What is being asked → Only those lines in the data below from the line containing "repository 74dae9f38c81da00" through the line containing "use axum::Json;", both included, should be restated word for word.

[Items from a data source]

════════

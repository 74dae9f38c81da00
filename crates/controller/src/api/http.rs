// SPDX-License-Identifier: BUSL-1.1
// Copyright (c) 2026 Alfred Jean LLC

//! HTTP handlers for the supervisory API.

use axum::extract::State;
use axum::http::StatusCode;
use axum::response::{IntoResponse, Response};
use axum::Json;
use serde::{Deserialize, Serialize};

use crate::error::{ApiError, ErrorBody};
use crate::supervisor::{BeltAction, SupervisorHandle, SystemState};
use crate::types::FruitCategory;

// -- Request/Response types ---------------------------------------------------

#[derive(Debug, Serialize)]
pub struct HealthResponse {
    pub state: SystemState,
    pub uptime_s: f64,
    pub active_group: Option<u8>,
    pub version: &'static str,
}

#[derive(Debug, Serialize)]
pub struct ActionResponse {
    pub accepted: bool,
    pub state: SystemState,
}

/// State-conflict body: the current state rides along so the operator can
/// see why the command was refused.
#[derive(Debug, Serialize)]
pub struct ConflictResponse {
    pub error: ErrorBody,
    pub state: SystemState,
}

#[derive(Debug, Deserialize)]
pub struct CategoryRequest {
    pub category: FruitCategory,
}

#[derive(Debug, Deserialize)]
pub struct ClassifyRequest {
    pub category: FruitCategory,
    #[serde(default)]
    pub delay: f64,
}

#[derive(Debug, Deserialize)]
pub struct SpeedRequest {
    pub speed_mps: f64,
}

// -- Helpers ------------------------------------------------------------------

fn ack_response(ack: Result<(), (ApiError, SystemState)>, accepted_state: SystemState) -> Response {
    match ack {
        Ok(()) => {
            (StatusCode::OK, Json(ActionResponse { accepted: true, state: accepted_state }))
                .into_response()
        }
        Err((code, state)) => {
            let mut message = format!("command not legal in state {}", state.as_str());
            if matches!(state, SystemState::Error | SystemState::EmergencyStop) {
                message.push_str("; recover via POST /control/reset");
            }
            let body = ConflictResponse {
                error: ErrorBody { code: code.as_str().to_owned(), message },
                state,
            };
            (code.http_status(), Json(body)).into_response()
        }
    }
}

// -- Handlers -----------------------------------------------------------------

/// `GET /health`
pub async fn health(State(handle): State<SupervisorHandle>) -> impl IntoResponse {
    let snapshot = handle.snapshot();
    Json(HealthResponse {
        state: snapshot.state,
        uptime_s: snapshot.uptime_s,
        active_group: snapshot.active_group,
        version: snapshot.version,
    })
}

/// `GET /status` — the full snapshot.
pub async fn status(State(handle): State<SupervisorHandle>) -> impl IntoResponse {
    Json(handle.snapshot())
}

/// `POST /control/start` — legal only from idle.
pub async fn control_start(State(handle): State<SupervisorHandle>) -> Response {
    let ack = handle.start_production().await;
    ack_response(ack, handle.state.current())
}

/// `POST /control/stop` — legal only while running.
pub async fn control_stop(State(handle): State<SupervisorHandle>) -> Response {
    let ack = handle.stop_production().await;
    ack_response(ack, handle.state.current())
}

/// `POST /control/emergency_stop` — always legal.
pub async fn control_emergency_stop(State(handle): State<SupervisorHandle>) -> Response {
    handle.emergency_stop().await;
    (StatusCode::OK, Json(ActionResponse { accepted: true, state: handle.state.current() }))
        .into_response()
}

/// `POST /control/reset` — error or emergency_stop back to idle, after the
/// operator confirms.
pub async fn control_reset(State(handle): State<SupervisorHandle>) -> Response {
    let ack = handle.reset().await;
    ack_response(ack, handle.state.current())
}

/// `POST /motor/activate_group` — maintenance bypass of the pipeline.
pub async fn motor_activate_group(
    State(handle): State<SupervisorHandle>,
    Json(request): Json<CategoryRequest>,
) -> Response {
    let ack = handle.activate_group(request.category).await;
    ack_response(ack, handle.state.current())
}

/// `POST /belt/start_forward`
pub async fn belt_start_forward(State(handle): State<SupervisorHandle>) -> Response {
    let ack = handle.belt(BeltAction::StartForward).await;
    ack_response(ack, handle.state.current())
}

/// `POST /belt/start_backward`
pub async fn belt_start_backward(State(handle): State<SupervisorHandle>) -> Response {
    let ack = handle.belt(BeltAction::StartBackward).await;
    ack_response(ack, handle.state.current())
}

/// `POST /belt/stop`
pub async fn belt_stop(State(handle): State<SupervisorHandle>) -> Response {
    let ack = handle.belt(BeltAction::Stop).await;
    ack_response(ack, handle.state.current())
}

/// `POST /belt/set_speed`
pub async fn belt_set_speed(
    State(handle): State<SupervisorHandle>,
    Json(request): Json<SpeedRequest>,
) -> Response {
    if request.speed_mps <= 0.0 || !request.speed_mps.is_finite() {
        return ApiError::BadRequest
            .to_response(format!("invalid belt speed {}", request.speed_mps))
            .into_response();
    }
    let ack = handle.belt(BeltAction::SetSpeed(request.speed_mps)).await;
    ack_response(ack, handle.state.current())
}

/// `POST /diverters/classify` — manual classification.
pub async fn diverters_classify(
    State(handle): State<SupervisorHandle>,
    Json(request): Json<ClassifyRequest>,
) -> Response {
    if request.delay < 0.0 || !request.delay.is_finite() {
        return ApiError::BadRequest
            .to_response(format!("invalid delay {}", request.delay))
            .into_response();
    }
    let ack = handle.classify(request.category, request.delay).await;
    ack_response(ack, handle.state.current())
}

════════

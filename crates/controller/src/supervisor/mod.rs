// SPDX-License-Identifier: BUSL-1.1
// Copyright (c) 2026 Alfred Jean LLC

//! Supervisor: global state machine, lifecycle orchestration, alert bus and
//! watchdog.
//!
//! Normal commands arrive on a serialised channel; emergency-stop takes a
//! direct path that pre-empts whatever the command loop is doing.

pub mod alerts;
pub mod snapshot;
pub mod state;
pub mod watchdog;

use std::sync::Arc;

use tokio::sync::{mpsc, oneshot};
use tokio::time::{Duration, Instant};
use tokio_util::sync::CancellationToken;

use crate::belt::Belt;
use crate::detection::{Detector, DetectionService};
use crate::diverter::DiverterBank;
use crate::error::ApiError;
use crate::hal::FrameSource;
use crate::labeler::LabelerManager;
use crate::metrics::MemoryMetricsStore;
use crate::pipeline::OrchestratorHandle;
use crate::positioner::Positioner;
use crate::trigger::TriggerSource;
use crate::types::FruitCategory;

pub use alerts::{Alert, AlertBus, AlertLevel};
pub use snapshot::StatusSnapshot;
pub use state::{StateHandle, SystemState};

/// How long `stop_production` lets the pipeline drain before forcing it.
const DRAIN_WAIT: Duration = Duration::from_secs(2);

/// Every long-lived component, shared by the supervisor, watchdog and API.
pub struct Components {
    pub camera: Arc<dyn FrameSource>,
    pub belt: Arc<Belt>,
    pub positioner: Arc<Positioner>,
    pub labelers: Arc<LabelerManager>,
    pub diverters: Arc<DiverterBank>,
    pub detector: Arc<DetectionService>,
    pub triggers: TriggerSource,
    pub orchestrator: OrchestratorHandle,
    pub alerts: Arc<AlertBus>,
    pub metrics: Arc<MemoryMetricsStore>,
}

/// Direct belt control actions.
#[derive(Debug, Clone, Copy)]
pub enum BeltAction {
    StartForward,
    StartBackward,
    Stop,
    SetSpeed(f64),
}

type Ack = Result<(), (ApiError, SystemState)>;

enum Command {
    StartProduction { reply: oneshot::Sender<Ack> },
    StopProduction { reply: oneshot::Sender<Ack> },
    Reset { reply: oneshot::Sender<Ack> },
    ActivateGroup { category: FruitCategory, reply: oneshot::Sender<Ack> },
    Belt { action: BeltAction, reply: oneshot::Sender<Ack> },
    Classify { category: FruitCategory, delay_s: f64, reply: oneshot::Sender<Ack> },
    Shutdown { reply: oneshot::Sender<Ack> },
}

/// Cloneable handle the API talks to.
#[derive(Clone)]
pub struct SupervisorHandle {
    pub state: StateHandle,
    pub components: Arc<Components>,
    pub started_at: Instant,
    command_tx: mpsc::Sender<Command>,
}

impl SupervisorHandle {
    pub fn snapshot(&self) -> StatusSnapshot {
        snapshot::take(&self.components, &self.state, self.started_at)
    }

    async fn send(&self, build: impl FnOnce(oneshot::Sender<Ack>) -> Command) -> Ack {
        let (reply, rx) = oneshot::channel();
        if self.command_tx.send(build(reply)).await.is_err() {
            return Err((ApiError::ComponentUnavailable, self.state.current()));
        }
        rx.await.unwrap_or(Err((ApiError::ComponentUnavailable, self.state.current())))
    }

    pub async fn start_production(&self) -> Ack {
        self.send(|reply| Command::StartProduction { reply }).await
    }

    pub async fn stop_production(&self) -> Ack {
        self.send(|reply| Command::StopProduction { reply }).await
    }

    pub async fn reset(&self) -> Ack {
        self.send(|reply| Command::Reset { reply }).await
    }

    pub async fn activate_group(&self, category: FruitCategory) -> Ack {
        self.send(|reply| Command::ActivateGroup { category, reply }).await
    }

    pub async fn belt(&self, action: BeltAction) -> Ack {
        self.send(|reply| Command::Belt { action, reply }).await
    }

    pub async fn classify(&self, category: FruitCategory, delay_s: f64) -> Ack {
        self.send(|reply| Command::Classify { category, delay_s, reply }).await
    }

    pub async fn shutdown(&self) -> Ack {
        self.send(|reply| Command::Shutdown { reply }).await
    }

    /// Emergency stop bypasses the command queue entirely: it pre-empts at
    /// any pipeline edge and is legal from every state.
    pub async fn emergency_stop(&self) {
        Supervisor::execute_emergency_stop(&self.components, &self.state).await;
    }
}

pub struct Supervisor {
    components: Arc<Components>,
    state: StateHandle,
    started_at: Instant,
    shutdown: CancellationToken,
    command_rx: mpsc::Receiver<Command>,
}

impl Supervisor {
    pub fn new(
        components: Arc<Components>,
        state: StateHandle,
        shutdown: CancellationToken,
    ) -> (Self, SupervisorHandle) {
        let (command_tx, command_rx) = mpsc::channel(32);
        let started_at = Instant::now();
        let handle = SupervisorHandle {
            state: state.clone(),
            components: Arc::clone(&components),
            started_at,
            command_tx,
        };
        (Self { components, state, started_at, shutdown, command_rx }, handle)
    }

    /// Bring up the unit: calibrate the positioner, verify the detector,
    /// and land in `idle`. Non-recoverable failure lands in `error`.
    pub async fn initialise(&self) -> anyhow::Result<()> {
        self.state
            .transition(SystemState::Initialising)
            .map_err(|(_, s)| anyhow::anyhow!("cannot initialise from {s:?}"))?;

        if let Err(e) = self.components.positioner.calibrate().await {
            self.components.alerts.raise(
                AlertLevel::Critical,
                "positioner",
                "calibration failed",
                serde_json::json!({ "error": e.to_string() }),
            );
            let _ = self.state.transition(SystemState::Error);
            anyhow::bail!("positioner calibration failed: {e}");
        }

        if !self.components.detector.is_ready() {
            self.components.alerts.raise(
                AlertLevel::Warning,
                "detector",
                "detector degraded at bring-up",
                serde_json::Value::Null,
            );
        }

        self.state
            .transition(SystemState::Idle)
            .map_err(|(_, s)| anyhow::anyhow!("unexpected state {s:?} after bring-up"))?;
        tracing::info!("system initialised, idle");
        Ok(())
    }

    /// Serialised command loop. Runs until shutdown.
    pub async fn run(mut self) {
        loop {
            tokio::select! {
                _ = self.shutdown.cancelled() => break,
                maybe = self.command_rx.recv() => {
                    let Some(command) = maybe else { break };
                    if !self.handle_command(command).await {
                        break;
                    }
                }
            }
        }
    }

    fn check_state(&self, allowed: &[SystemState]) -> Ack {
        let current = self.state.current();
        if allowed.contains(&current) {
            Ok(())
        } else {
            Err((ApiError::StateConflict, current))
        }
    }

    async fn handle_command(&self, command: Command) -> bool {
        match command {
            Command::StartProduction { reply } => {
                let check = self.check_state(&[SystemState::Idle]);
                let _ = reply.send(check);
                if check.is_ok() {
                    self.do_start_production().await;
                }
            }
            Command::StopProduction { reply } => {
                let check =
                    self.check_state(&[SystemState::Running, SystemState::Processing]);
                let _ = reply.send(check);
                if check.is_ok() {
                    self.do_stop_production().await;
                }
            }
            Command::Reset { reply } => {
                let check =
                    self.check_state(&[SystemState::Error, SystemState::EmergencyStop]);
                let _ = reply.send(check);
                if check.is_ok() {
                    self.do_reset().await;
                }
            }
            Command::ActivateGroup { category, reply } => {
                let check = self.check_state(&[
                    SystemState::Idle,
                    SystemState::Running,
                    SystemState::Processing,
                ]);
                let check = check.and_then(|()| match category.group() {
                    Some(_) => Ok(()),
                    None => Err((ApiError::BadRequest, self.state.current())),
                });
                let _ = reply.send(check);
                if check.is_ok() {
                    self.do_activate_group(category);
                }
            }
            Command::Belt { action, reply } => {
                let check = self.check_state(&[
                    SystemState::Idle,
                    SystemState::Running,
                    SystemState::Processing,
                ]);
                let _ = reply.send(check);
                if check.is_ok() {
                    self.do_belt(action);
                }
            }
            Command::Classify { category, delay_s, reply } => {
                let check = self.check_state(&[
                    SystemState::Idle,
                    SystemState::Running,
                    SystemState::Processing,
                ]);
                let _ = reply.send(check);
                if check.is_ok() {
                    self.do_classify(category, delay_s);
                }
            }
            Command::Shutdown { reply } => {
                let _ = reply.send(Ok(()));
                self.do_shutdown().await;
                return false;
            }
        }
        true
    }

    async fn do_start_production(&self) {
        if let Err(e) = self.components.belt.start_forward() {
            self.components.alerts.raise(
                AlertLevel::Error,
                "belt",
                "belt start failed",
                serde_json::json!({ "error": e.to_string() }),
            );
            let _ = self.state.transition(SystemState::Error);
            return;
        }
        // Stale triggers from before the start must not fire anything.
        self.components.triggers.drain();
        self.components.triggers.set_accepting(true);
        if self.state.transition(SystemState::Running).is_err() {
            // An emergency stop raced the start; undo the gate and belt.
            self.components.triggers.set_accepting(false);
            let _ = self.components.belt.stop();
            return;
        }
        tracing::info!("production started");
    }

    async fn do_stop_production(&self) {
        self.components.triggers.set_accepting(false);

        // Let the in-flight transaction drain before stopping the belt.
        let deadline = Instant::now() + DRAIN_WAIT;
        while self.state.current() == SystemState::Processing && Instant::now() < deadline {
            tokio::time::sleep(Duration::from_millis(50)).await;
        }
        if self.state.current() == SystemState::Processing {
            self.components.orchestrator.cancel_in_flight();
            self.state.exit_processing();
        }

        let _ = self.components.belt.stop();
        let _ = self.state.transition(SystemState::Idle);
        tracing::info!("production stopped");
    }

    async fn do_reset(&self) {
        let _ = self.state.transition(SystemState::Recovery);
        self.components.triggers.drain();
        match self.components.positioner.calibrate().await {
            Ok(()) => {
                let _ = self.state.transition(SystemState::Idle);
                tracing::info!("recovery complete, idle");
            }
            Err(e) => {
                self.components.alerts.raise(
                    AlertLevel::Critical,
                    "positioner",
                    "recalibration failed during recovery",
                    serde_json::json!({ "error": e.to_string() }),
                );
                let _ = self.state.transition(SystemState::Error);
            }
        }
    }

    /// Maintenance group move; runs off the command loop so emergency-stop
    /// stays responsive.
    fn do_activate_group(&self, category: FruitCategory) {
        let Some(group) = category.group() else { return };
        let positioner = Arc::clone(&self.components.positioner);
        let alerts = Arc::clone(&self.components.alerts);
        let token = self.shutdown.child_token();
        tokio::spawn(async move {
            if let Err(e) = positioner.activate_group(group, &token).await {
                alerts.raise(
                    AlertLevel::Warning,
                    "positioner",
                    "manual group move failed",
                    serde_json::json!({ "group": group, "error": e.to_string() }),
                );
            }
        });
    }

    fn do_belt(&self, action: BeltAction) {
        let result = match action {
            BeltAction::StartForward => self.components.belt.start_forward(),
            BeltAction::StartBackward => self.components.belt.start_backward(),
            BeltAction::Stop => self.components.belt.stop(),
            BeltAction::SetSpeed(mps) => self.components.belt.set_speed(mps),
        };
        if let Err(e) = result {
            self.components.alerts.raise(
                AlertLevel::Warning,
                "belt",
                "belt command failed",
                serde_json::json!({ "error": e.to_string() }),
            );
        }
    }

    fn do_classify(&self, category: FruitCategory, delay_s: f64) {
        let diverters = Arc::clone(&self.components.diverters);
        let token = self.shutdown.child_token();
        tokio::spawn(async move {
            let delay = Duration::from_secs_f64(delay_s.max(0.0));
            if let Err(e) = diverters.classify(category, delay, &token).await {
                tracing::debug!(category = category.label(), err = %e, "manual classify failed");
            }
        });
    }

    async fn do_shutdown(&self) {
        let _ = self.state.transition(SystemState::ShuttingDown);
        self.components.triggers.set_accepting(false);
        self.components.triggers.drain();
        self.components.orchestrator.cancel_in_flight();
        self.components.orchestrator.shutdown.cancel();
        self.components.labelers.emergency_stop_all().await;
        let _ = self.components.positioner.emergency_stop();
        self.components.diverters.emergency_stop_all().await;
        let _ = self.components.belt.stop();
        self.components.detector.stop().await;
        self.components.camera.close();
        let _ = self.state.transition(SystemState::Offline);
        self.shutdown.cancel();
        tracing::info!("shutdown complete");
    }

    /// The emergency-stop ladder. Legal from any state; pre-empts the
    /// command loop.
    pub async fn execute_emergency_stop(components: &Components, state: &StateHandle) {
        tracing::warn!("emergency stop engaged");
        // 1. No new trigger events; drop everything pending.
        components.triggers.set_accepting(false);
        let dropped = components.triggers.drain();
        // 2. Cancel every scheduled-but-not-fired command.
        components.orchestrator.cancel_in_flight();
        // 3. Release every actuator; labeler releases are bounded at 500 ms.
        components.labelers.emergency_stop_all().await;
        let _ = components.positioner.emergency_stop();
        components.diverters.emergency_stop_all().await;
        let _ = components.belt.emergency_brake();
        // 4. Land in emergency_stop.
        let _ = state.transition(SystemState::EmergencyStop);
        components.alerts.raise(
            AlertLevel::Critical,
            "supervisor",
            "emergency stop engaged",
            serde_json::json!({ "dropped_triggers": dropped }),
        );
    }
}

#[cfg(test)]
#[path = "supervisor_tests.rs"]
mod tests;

════════

Answer to this task →
repository 74dae9f38c81da00
filename crates/controller/src/api/http.rs
// SPDX-License-Identifier: BUSL-1.1
// Copyright (c) 2026 Alfred Jean LLC

//! HTTP handlers for the supervisory API.

use axum::extract::State;
use axum::http::StatusCode;
use axum::response::{IntoResponse, Response};
use axum::Json;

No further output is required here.